## [EXTRACTED MATERIAL]
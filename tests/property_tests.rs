//! Property-based tests using proptest
//!
//! Frame extraction, cursor arithmetic, and version sniffing must hold up
//! for arbitrary inputs and arbitrary byte-stream fragmentation, not just
//! the hand-picked cases in the scenario tests.

#![allow(clippy::expect_used, clippy::unwrap_used)]

mod common;

use std::sync::Arc;
use std::time::Instant;

use proptest::prelude::*;

use realm_protocol::codec::cursor::{ByteReader, ByteWriter};
use realm_protocol::codec::framing::ConnBuffer;
use realm_protocol::codec::registry::{opcodes, Registry};

use common::{engine_with_backend, TestWorld};

fn tick_frame(counter: u32) -> Vec<u8> {
    let mut w = ByteWriter::with_len(6);
    w.put_u16(0, opcodes::CLIENT_TICK);
    w.put_u32(2, counter);
    w.finish()
}

fn chat_frame(text: &[u8]) -> Vec<u8> {
    let mut w = ByteWriter::new();
    w.put_u16(0, opcodes::CHAT);
    w.put_bytes(4, text);
    w.finish_variable()
}

// Property: chopping a frame stream into arbitrary chunks never changes
// the frames that come out, in content or in order.
proptest! {
    #[test]
    fn prop_reassembly_is_fragmentation_invariant(
        texts in prop::collection::vec(prop::collection::vec(any::<u8>(), 0..200), 1..8),
        cuts in prop::collection::vec(any::<usize>(), 0..16),
    ) {
        let reg = Registry::builtin_client();
        let table = reg.table(20).unwrap();

        let mut frames = Vec::new();
        for (i, text) in texts.iter().enumerate() {
            frames.push(tick_frame(i as u32));
            frames.push(chat_frame(text));
        }
        let stream: Vec<u8> = frames.iter().flatten().copied().collect();

        // split points from the random cuts, deduplicated and ordered
        let mut points: Vec<usize> = cuts.iter().map(|c| c % (stream.len() + 1)).collect();
        points.sort_unstable();
        points.dedup();
        points.push(stream.len());

        let mut buf = ConnBuffer::new();
        let mut collected = Vec::new();
        let mut start = 0;
        for &end in &points {
            buf.feed(&stream[start..end]);
            start = end;
            while let Some(frame) = buf.peek_frame(table).expect("well-formed stream") {
                collected.push(frame.bytes().to_vec());
                buf.consume(frame.len());
            }
        }

        prop_assert_eq!(collected, frames);
        prop_assert_eq!(buf.pending_in(), 0);
    }
}

// Property: peeking never consumes, no matter how often it is repeated.
proptest! {
    #[test]
    fn prop_peek_is_idempotent(counter in any::<u32>(), peeks in 1usize..10) {
        let reg = Registry::builtin_client();
        let table = reg.table(20).unwrap();
        let mut buf = ConnBuffer::new();
        buf.feed(&tick_frame(counter));

        for _ in 0..peeks {
            let frame = buf.peek_frame(table).unwrap().expect("complete frame");
            prop_assert_eq!(frame.len(), 6);
        }
        prop_assert_eq!(buf.pending_in(), 6);
    }
}

// Property: descriptor lookup is pure; two lookups of the same pair agree,
// and an unregistered pair is None rather than a fallback.
proptest! {
    #[test]
    fn prop_registry_lookup_is_pure(version in any::<u16>(), opcode in any::<u16>()) {
        let reg = Registry::builtin_client();
        let a = reg.lookup(version, opcode).cloned();
        let b = reg.lookup(version, opcode).cloned();
        prop_assert_eq!(&a, &b);
        if reg.table(version).is_none() {
            prop_assert!(a.is_none());
        }
    }
}

// Property: cursor writes read back exactly, including the network-order
// accessors used for embedded addresses.
proptest! {
    #[test]
    fn prop_cursor_roundtrip(a in any::<u32>(), b in any::<u16>(), c in any::<i16>()) {
        let mut w = ByteWriter::with_len(16);
        w.put_u32(2, a);
        w.put_net_u32(6, a);
        w.put_net_u16(10, b);
        w.put_i16(12, c);
        let bytes = w.finish();

        let r = ByteReader::new(&bytes);
        prop_assert_eq!(r.u32_at(2).unwrap(), a);
        prop_assert_eq!(r.net_u32_at(6).unwrap(), a);
        prop_assert_eq!(r.net_u16_at(10).unwrap(), b);
        prop_assert_eq!(r.i16_at(12).unwrap(), c);
    }
}

// Property: out-of-bounds reads are errors, never truncated values.
proptest! {
    #[test]
    fn prop_cursor_rejects_out_of_bounds(len in 0usize..8, offset in 0usize..16) {
        let bytes = vec![0u8; len];
        let r = ByteReader::new(&bytes);
        let ok = offset + 4 <= len;
        prop_assert_eq!(r.u32_at(offset).is_ok(), ok);
    }
}

// Property: the handshake sniff accepts exactly the plausible account-id
// window. In range, some protocol version is negotiated; out of range, the
// connection is closed on the spot.
proptest! {
    #[test]
    fn prop_sniff_honors_the_account_window(account_id in any::<u32>(), char_id in 1u32..1_000_000) {
        let mut e = engine_with_backend(Arc::new(TestWorld::default()));
        let sid = e.session_opened(0);

        let mut w = ByteWriter::with_len(19);
        w.put_u16(0, opcodes::ENTER);
        w.put_u32(2, account_id);
        w.put_u32(6, char_id);
        w.put_u32(10, 0x1111_2222);
        w.put_u32(14, 0);
        w.put_u8(18, 1);
        let mut bytes = w.finish();
        // two trailing version queries push the buffer past the widest
        // handshake layout so the sniff cannot stall waiting for bytes
        bytes.extend_from_slice(&opcodes::ADMIN_VERSION.to_le_bytes());
        bytes.extend_from_slice(&opcodes::ADMIN_VERSION.to_le_bytes());
        e.feed(sid, &bytes);
        let closed = e.tick(Instant::now());

        let in_window = (2_000_000..=100_000_000).contains(&account_id);
        if in_window {
            prop_assert!(e.session(sid).unwrap().version.is_some());
            prop_assert!(closed.is_empty());
        } else {
            prop_assert_eq!(closed, vec![sid]);
        }
    }
}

## [WORK TO COMPLETE]
Whenever a line of the data includes "offset", copy that line.

## [EXPECTED ANSWER]
    fn prop_cursor_rejects_out_of_bounds(len in 0usize..8, offset in 0usize..16) {
        let ok = offset + 4 <= len;
        prop_assert_eq!(r.u32_at(offset).is_ok(), ok);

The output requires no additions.